Affiliation:
1. From the Division of Thoracic Surgery, Department of Surgery, Department of Pathology, and Laboratory of Molecular Immunology, Renal Division, Brigham & Women's Hospital, Boston, MA.
Abstract
Graft-versus-host disease (GVHD) and failure of engraftment limit clinical bone marrow transplantation (BMT) to patients with closely matched donors. Engraftment failure of purified allogeneic hematopoietic stem cells (HSCs) has been decreased in various BMT models by including donor BM–derived CD8+/αβγδTCR- facilitating cells (FCs) or CD8+/αβTCR+ T cells in the BM inoculum.
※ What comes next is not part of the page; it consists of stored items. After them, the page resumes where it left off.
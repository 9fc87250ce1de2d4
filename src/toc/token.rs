use std::path::Path;

use log::debug;
use serde::{Deserialize, Serialize};

use crate::utils::error::TocError;
use crate::utils::fs;

/// One heading as handed over by the heading extractor.
///
/// Every field is required: a record missing `id` fails to deserialize
/// instead of turning into an empty anchor. Extra fields (such as the
/// `html` member some extractors emit) are ignored.
#[derive(Debug, Clone, PartialEq, Eq, Serialize, Deserialize)]
pub struct HeadingToken {
    /// Display title, already HTML-escaped by the producer
    pub name: String,
    /// Anchor identifier
    pub id: String,
    /// Heading depth as classified upstream
    pub level: u32,
    /// Nested headings in document order
    pub children: Vec<HeadingToken>,
}

impl HeadingToken {
    pub fn new(
        name: impl Into<String>,
        id: impl Into<String>,
        level: u32,
        children: Vec<HeadingToken>,
    ) -> Self {
        Self {
            name: name.into(),
            id: id.into(),
            level,
            children,
        }
    }

    /// Create a token without children
    pub fn leaf(name: impl Into<String>, id: impl Into<String>, level: u32) -> Self {
        Self::new(name, id, level, Vec::new())
    }
}

/// Total number of tokens in a forest, nested ones included
pub fn count_tokens(tokens: &[HeadingToken]) -> usize {
    tokens
        .iter()
        .map(|token| 1 + count_tokens(&token.children))
        .sum()
}

/// Check a token forest once at ingestion.
pub fn validate_tokens(tokens: &[HeadingToken]) -> Result<(), TocError> {
    for token in tokens {
        if token.level == 0 {
            return Err(TocError::Token(format!(
                "heading '{}' has level 0, levels start at 1",
                token.id
            )));
        }
        validate_tokens(&token.children)?;
    }
    Ok(())
}

/// Parse a JSON array of heading tokens, nested to any depth
pub fn parse_tokens_json(content: &str) -> Result<Vec<HeadingToken>, TocError> {
    let json_error =
        |e: serde_json::Error| TocError::Token(format!("Failed to parse JSON tokens: {}", e));

    let mut deserializer = serde_json::Deserializer::from_str(content);
    deserializer.disable_recursion_limit();
    let tokens = Vec::<HeadingToken>::deserialize(&mut deserializer).map_err(json_error)?;
    deserializer.end().map_err(json_error)?;
    validate_tokens(&tokens)?;
    Ok(tokens)
}

/// Parse a YAML sequence of heading tokens.
///
/// serde_yaml caps nesting depth, so very deep forests need the JSON form.
pub fn parse_tokens_yaml(content: &str) -> Result<Vec<HeadingToken>, TocError> {
    let tokens: Vec<HeadingToken> = serde_yaml::from_str(content)
        .map_err(|e| TocError::Token(format!("Failed to parse YAML tokens: {}", e)))?;
    validate_tokens(&tokens)?;
    Ok(tokens)
}

/// Load a token forest from a `.json`, `.yml` or `.yaml` file
pub fn load_tokens<P: AsRef<Path>>(path: P) -> Result<Vec<HeadingToken>, TocError> {
    let path = path.as_ref();
    let content = fs::read_file(path)?;

    let tokens = match fs::extension_of(path).as_deref() {
        Some("json") => parse_tokens_json(&content)?,
        Some("yml") | Some("yaml") => parse_tokens_yaml(&content)?,
        Some(other) => {
            return Err(TocError::Token(format!(
                "Unsupported token file format: {}",
                other
            )));
        }
        None => {
            return Err(TocError::Token(format!(
                "Cannot tell the format of {} without an extension",
                path.display()
            )));
        }
    };

    debug!(
        "Loaded {} heading tokens ({} top-level) from {}",
        count_tokens(&tokens),
        tokens.len(),
        path.display()
    );
    Ok(tokens)
}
To aggressively investigate the GVHD potential of these donor CD8+ populations, a purified cell model of lethal GVHD was established in a murine semiallogeneic parent → F1 combination. Lethally irradiated recipients were reconstituted with purified donor HSCs alone or in combination with splenic T cells (TSP), BM-derived T cells (TBM), or the FC population. In marked contrast to the lethal GVHD present in recipients of HSCs plus TSP or CD8+ TBM, recipients of donor HSC+FC inocula did not exhibit significant clinical or histologic evidence of GVHD. Instead, HSC+FC recipients were characterized by increased splenocyte expression of transforming growth factor-β (TGF-β) and the induction of the regulatory T-cell genes CTLA4, GITR, and FoxP3. These findings suggest that the FCs, which express a unique FCp33-TCRβ heterodimer in place of αβTCR, permits HSC alloengraftment and prevents GVHD through the novel approach of regulatory T-cell induction in vivo.
Publisher
American Society of Hematology
Subject
Cell Biology,Hematology,Immunology,Biochemistry
Cited by
46 articles.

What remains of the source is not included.